April 23rd, 2009 - May 10th, 2009
The Arclight Theatre
152 W 71st Street


MTWORKS

Tix Info  Seeing Stars  

Playwright Jacqueline Goldfinger goes Goth in her new play The Oath

“Laughter through tears is my favorite emotion” is a saying that playwright Jacqueline Goldfinger uses to explain the appreciation for dark humor, still common in the American South, as answer to the small and large indignities of life. Ms. Goldfinger’s new play The Oath presented by MTWorks, now playing at the Arclight Theater, puts this sensibility on steroids in the tradition of the Southern Gothic novelists Katherine Anne Porter and William Faulkner. United Stages wanted to know…

Tell me about The Oath. What’s it about?
The Oath is about a wandering preacher during the Great Depression who’s trapped in a small Southern town, and in an even smaller house, with two sisters who give him the opportunity to be obscenely successful but at a price.

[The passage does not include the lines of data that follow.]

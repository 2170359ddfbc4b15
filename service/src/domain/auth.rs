// Copyright (c) 2026 DMS Team
// SPDX-License-Identifier: AGPL-3.0
//! Auth service interfaces: admin credential issuance and token validation.

use async_trait::async_trait;

/// A short-lived privileged credential for internal write-backs.
///
/// Fetched fresh for every update attempt and never cached; each worker
/// re-authenticates independently.
#[derive(Debug, Clone)]
pub struct AdminCredential {
    pub token: String,
}

/// Obtains the service-account credential used for document write-backs.
///
/// The credential belongs to a fixed service identity, not to the user who
/// created the document.
#[async_trait]
pub trait CredentialBroker: Send + Sync {
    async fn obtain_admin_credential(&self) -> Result<AdminCredential, AuthError>;
}

/// Validates a caller-supplied bearer token for the on-demand endpoint.
#[async_trait]
pub trait TokenValidator: Send + Sync {
    async fn validate(&self, token: &str) -> Result<(), AuthError>;
}

/// Errors from the identity service. Not retried internally.
#[derive(Debug, thiserror::Error)]
pub enum AuthError {
    #[error("network error: {0}")]
    Network(String),

    #[error("auth service rejected the request (HTTP {status})")]
    Rejected { status: u16 },

    #[error("invalid response: {0}")]
    InvalidResponse(String),
}
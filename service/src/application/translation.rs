// Copyright (c) 2026 DMS Team
// SPDX-License-Identifier: AGPL-3.0
//! Translation use case over the generation provider.
//!
//! Builds the fixed translation instruction, issues exactly one provider
//! call, and performs a bare-minimum cleanup of the output. Any provider
//! failure collapses to an empty string: callers treat "empty" as "do not
//! proceed", so no typed error crosses this boundary.

use crate::domain::generation::GenerationProvider;
use serde::Serialize;
use std::sync::Arc;
use tracing::warn;

/// Result of an on-demand translation. An empty `translated_text` means the
/// translation failed; it is reported to the caller but never persisted.
#[derive(Debug, Clone, Serialize)]
pub struct TranslationOutcome {
    pub original_text: String,
    pub translated_text: String,
}

/// Translates document text into a fixed target language.
pub struct TranslationService {
    provider: Arc<dyn GenerationProvider>,
    target_language: String,
}

impl TranslationService {
    pub fn new(provider: Arc<dyn GenerationProvider>, target_language: impl Into<String>) -> Self {
        Self {
            provider,
            target_language: target_language.into(),
        }
    }

    /// Translate `text`, returning the empty string on any failure.
    ///
    /// No retry and no language detection: one prompt, one call.
    pub async fn translate(&self, text: &str) -> String {
        let prompt = format!(
            "Translate the following English text to {}. Return only the translated \
             text without any additional explanation: '{}'",
            self.target_language, text
        );

        match self.provider.generate(&prompt).await {
            Ok(generated) => strip_surrounding_quotes(generated.trim()).to_string(),
            Err(e) => {
                warn!(error = %e, "translation failed");
                String::new()
            }
        }
    }

    /// Translate `text` and pair the result with the original, for the
    /// on-demand endpoint.
    pub async fn translate_outcome(&self, text: &str) -> TranslationOutcome {
        let translated_text = self.translate(text).await;
        TranslationOutcome {
            original_text: text.to_string(),
            translated_text,
        }
    }
}

/// Strip a single pair of surrounding double quotes, if present.
///
/// The model occasionally echoes the quoting from the prompt; nothing more
/// elaborate is attempted.
fn strip_surrounding_quotes(text: &str) -> &str {
    text.strip_prefix('"')
        .and_then(|t| t.strip_suffix('"'))
        .unwrap_or(text)
}

#[cfg(test)]
mod tests {
    use super::*;
    use crate::domain::generation::GenerationError;
    use async_trait::async_trait;
    use std::sync::Mutex;

    /// Scripted provider that records the prompts it receives.
    struct ScriptedProvider {
        response: Result<String, GenerationError>,
        prompts: Mutex<Vec<String>>,
    }

    impl ScriptedProvider {
        fn ok(text: &str) -> Self {
            Self {
                response: Ok(text.to_string()),
                prompts: Mutex::new(Vec::new()),
            }
        }

        fn failing() -> Self {
            Self {
                response: Err(GenerationError::Network("connection refused".into())),
                prompts: Mutex::new(Vec::new()),
            }
        }
    }

    #[async_trait]
    impl GenerationProvider for ScriptedProvider {
        async fn generate(&self, prompt: &str) -> Result<String, GenerationError> {
            self.prompts.lock().unwrap().push(prompt.to_string());
            match &self.response {
                Ok(text) => Ok(text.clone()),
                Err(_) => Err(GenerationError::Network("connection refused".into())),
            }
        }
    }

    #[tokio::test]
    async fn prompt_names_target_language_and_text() {
        let provider = Arc::new(ScriptedProvider::ok("Factura"));
        let service = TranslationService::new(provider.clone(), "Spanish");

        service.translate("Invoice").await;

        let prompts = provider.prompts.lock().unwrap();
        assert_eq!(prompts.len(), 1);
        assert!(prompts[0].contains("to Spanish"));
        assert!(prompts[0].contains("'Invoice'"));
    }

    #[tokio::test]
    async fn strips_one_pair_of_surrounding_quotes() {
        let provider = Arc::new(ScriptedProvider::ok("\"Factura\""));
        let service = TranslationService::new(provider, "Spanish");

        assert_eq!(service.translate("Invoice").await, "Factura");
    }

    #[tokio::test]
    async fn keeps_unpaired_quote() {
        let provider = Arc::new(ScriptedProvider::ok("\"Factura"));
        let service = TranslationService::new(provider, "Spanish");

        assert_eq!(service.translate("Invoice").await, "\"Factura");
    }

    #[tokio::test]
    async fn provider_failure_yields_empty_string() {
        let provider = Arc::new(ScriptedProvider::failing());
        let service = TranslationService::new(provider, "Spanish");

        assert_eq!(service.translate("Report").await, "");
    }

    #[tokio::test]
    async fn outcome_carries_original_text() {
        let provider = Arc::new(ScriptedProvider::failing());
        let service = TranslationService::new(provider, "Spanish");

        let outcome = service.translate_outcome("Hello").await;
        assert_eq!(outcome.original_text, "Hello");
        assert_eq!(outcome.translated_text, "");
    }
}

How are the hard times depicted in The Oath the same and/or different from today’s?
I think that, in the current economic climate, people are being forced to make difficult choices. That’s exactly what happened during the Great Depression, and happens in The Oath: which of your beliefs are you willing to sell off and at what price? And when is it worth it and when is it not worth it?

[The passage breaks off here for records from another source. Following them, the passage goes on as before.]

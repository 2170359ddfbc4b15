// Copyright (c) 2026 DMS Team
// SPDX-License-Identifier: AGPL-3.0

//! # Translation Service binary
//!
//! Startup wiring: configuration, logging, the shared HTTP client, the
//! worker pool, the detached Kafka consumer loop, and the axum server.
//!
//! The consumer loop is spawned once and never joined; it lives as long as
//! the process does. Shutdown is abrupt by design: in-flight workers are
//! abandoned with no drain, matching the pipeline's best-effort semantics.

use anyhow::{Context, Result};
use clap::Parser;
use std::sync::Arc;
use tracing::info;

use translation_service::application::{TranslationService, TranslationWorker, WorkerPool};
use translation_service::infrastructure::{
    AuthClient, DocumentStoreClient, EventConsumerLoop, GeminiProvider, KafkaEventSource,
};
use translation_service::presentation::{app, AppState};
use translation_service::ServiceConfig;

/// DMS translation service - event-driven document title translation
#[derive(Parser)]
#[command(name = "translation-service")]
#[command(version, about, long_about = None)]
struct Cli {
    /// HTTP API host
    #[arg(long, env = "TRANSLATION_HOST", default_value = "0.0.0.0")]
    host: String,

    /// HTTP API port
    #[arg(long, env = "TRANSLATION_PORT", default_value = "8000")]
    port: u16,

    /// Kafka bootstrap servers
    #[arg(long, env = "KAFKA_BOOTSTRAP_SERVERS", default_value = "localhost:9092")]
    kafka_brokers: String,

    /// Topic carrying document-created events
    #[arg(long, env = "KAFKA_TOPIC", default_value = "document-created")]
    kafka_topic: String,

    /// Consumer group id
    #[arg(long, env = "KAFKA_GROUP_ID", default_value = "translation-service")]
    kafka_group_id: String,

    /// Auth service base URL
    #[arg(long, env = "AUTH_SERVICE_URL", default_value = "http://localhost:8081")]
    auth_service_url: String,

    /// Document service base URL
    #[arg(long, env = "DOCUMENT_SERVICE_URL", default_value = "http://localhost:8082")]
    document_service_url: String,

    /// Gemini API endpoint
    #[arg(
        long,
        env = "GEMINI_API_ENDPOINT",
        default_value = "https://generativelanguage.googleapis.com"
    )]
    gemini_endpoint: String,

    /// Gemini API key
    #[arg(long, env = "GEMINI_API_KEY", hide_env_values = true, default_value = "")]
    gemini_api_key: String,

    /// Gemini model name
    #[arg(long, env = "GEMINI_MODEL", default_value = "gemini-pro")]
    gemini_model: String,

    /// Target language for all translations
    #[arg(long, env = "TARGET_LANGUAGE", default_value = "Spanish")]
    target_language: String,

    /// Number of concurrent translation workers
    #[arg(long, env = "WORKER_POOL_SIZE", default_value = "8")]
    workers: usize,

    /// Capacity of the queue feeding the worker pool
    #[arg(long, env = "WORKER_QUEUE_CAPACITY", default_value = "64")]
    queue_capacity: usize,

    /// Log level (trace, debug, info, warn, error)
    #[arg(long, env = "TRANSLATION_LOG_LEVEL", default_value = "info")]
    log_level: String,
}

impl Cli {
    fn into_config(self) -> ServiceConfig {
        ServiceConfig {
            host: self.host,
            port: self.port,
            kafka_brokers: self.kafka_brokers,
            kafka_topic: self.kafka_topic,
            kafka_group_id: self.kafka_group_id,
            auth_service_url: self.auth_service_url,
            document_service_url: self.document_service_url,
            gemini_endpoint: self.gemini_endpoint,
            gemini_api_key: self.gemini_api_key,
            gemini_model: self.gemini_model,
            target_language: self.target_language,
            worker_pool_size: self.workers,
            queue_capacity: self.queue_capacity,
            ..ServiceConfig::default()
        }
    }
}

#[tokio::main]
async fn main() -> Result<()> {
    let cli = Cli::parse();

    init_logging(&cli.log_level)?;

    run(cli.into_config()).await
}

async fn run(config: ServiceConfig) -> Result<()> {
    // One shared HTTP client, injected into every adapter.
    let http = reqwest::Client::new();

    let provider = Arc::new(GeminiProvider::new(
        http.clone(),
        config.gemini_endpoint.clone(),
        config.gemini_api_key.clone(),
        config.gemini_model.clone(),
    ));
    let translation = Arc::new(TranslationService::new(
        provider,
        config.target_language.clone(),
    ));
    let auth = Arc::new(AuthClient::new(http.clone(), config.auth_service_url.clone()));
    let documents = Arc::new(DocumentStoreClient::new(
        http,
        config.document_service_url.clone(),
    ));

    let worker = Arc::new(TranslationWorker::new(
        translation.clone(),
        auth.clone(),
        documents,
    ));
    let pool = WorkerPool::spawn(worker, config.worker_pool_size, config.queue_capacity);

    let source = Arc::new(KafkaEventSource::new(
        config.kafka_brokers.clone(),
        config.kafka_topic.clone(),
        config.kafka_group_id.clone(),
    ));
    let consumer = EventConsumerLoop::new(source, pool.dispatcher(), config.resubscribe_delay);

    // Fire-and-forget: the pipeline runs for the life of the process.
    tokio::spawn(consumer.run());
    info!(
        topic = %config.kafka_topic,
        group = %config.kafka_group_id,
        "event pipeline started"
    );

    let state = Arc::new(AppState {
        translation,
        validator: auth,
    });

    let addr = format!("{}:{}", config.host, config.port);
    let listener = tokio::net::TcpListener::bind(&addr)
        .await
        .with_context(|| format!("failed to bind {addr}"))?;
    info!(%addr, "translation service listening");

    axum::serve(listener, app(state))
        .await
        .context("HTTP server failed")?;

    Ok(())
}

/// Initialize tracing subscriber for logging
fn init_logging(level: &str) -> Result<()> {
    let filter = tracing_subscriber::EnvFilter::try_from_default_env()
        .or_else(|_| tracing_subscriber::EnvFilter::try_new(level))
        .context("Failed to create log filter")?;

    tracing_subscriber::fmt()
        .with_env_filter(filter)
        .with_target(false)
        .with_thread_ids(false)
        .with_file(false)
        .with_line_number(false)
        .compact()
        .init();

    Ok(())
}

What inspired you to write a “Southern Gothic tale”?
I grew up loving Southern Gothic fiction: Kate Chopin, Katherine Anne Porter, William Faulkner, etc., and thought it would translate beautifully to the stage.

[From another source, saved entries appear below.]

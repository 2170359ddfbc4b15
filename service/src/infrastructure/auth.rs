// Copyright (c) 2026 DMS Team
// SPDX-License-Identifier: AGPL-3.0
//! Auth service client.
//!
//! One client covers both auth interactions: signing in with the fixed
//! service account to obtain the write-back credential, and validating
//! caller tokens for the on-demand endpoint. The service account acts on
//! behalf of the system for every write-back, regardless of which user
//! created the document.

use crate::domain::auth::{AdminCredential, AuthError, CredentialBroker, TokenValidator};
use async_trait::async_trait;
use serde::Deserialize;
use serde_json::json;

const SERVICE_ACCOUNT_USERNAME: &str = "admin";
const SERVICE_ACCOUNT_PASSWORD: &str = "admin";

pub struct AuthClient {
    client: reqwest::Client,
    base_url: String,
}

#[derive(Deserialize)]
struct SigninResponse {
    token: String,
}

impl AuthClient {
    pub fn new(client: reqwest::Client, base_url: String) -> Self {
        Self { client, base_url }
    }

    fn url(&self, path: &str) -> String {
        format!("{}{}", self.base_url.trim_end_matches('/'), path)
    }
}

#[async_trait]
impl CredentialBroker for AuthClient {
    async fn obtain_admin_credential(&self) -> Result<AdminCredential, AuthError> {
        let response = self
            .client
            .post(self.url("/api/auth/signin"))
            .json(&json!({
                "username": SERVICE_ACCOUNT_USERNAME,
                "password": SERVICE_ACCOUNT_PASSWORD,
            }))
            .send()
            .await
            .map_err(|e| AuthError::Network(e.to_string()))?;

        if !response.status().is_success() {
            return Err(AuthError::Rejected {
                status: response.status().as_u16(),
            });
        }

        let signin: SigninResponse = response
            .json()
            .await
            .map_err(|e| AuthError::InvalidResponse(e.to_string()))?;

        Ok(AdminCredential {
            token: signin.token,
        })
    }
}

#[async_trait]
impl TokenValidator for AuthClient {
    async fn validate(&self, token: &str) -> Result<(), AuthError> {
        let response = self
            .client
            .get(self.url("/api/auth/validate-token"))
            .header("Authorization", format!("Bearer {}", token))
            .send()
            .await
            .map_err(|e| AuthError::Network(e.to_string()))?;

        if response.status().is_success() {
            Ok(())
        } else {
            Err(AuthError::Rejected {
                status: response.status().as_u16(),
            })
        }
    }
}

#[cfg(test)]
mod tests {
    use super::*;

    #[tokio::test]
    async fn signin_returns_issued_token() {
        let mut server = mockito::Server::new_async().await;
        let mock = server
            .mock("POST", "/api/auth/signin")
            .match_body(mockito::Matcher::Json(
                json!({"username": "admin", "password": "admin"}),
            ))
            .with_status(200)
            .with_header("content-type", "application/json")
            .with_body(r#"{"token": "issued-token"}"#)
            .create_async()
            .await;

        let client = AuthClient::new(reqwest::Client::new(), server.url());
        let credential = client.obtain_admin_credential().await.unwrap();

        assert_eq!(credential.token, "issued-token");
        mock.assert_async().await;
    }

    #[tokio::test]
    async fn signin_rejection_surfaces_status() {
        let mut server = mockito::Server::new_async().await;
        server
            .mock("POST", "/api/auth/signin")
            .with_status(401)
            .create_async()
            .await;

        let client = AuthClient::new(reqwest::Client::new(), server.url());
        let err = client.obtain_admin_credential().await.unwrap_err();

        assert!(matches!(err, AuthError::Rejected { status: 401 }));
    }

    #[tokio::test]
    async fn validate_passes_bearer_header() {
        let mut server = mockito::Server::new_async().await;
        let mock = server
            .mock("GET", "/api/auth/validate-token")
            .match_header("authorization", "Bearer user-token")
            .with_status(200)
            .create_async()
            .await;

        let client = AuthClient::new(reqwest::Client::new(), server.url());
        client.validate("user-token").await.unwrap();

        mock.assert_async().await;
    }

    #[tokio::test]
    async fn validate_rejects_expired_token() {
        let mut server = mockito::Server::new_async().await;
        server
            .mock("GET", "/api/auth/validate-token")
            .with_status(401)
            .create_async()
            .await;

        let client = AuthClient::new(reqwest::Client::new(), server.url());
        let err = client.validate("stale").await.unwrap_err();

        assert!(matches!(err, AuthError::Rejected { status: 401 }));
    }
}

The Southern Gothic mood for The Oath: “Darkly funny and thrillingly horrifying.” Set design by Blair Mielnik, lighting design by Dan Gallagher

For those unfamiliar with the Southern Gothic genre what’s your favorite way to describe it?
Southern Gothic is a style that gives epic importance to everyday situations and embraces the macabre as a necessary part of life. It also tends to be alternately darkly funny and thrillingly horrifying.

You grew up in Tallahassee, Florida. What about your experience there has made its way into your plays?
Everyone in the South is a storyteller, just naturally. The main thing I learned growing up is that telling the truth isn’t as important as telling a really funny or sad or adventurous story. And that by telling a great story you are telling a deeper truth.

What is the best thing anyone has said to you after seeing a performance of one of your plays?
“Reminds me of Carson McCullers.”

The oddest?
“I didn’t know anyone wrote about the South anymore.”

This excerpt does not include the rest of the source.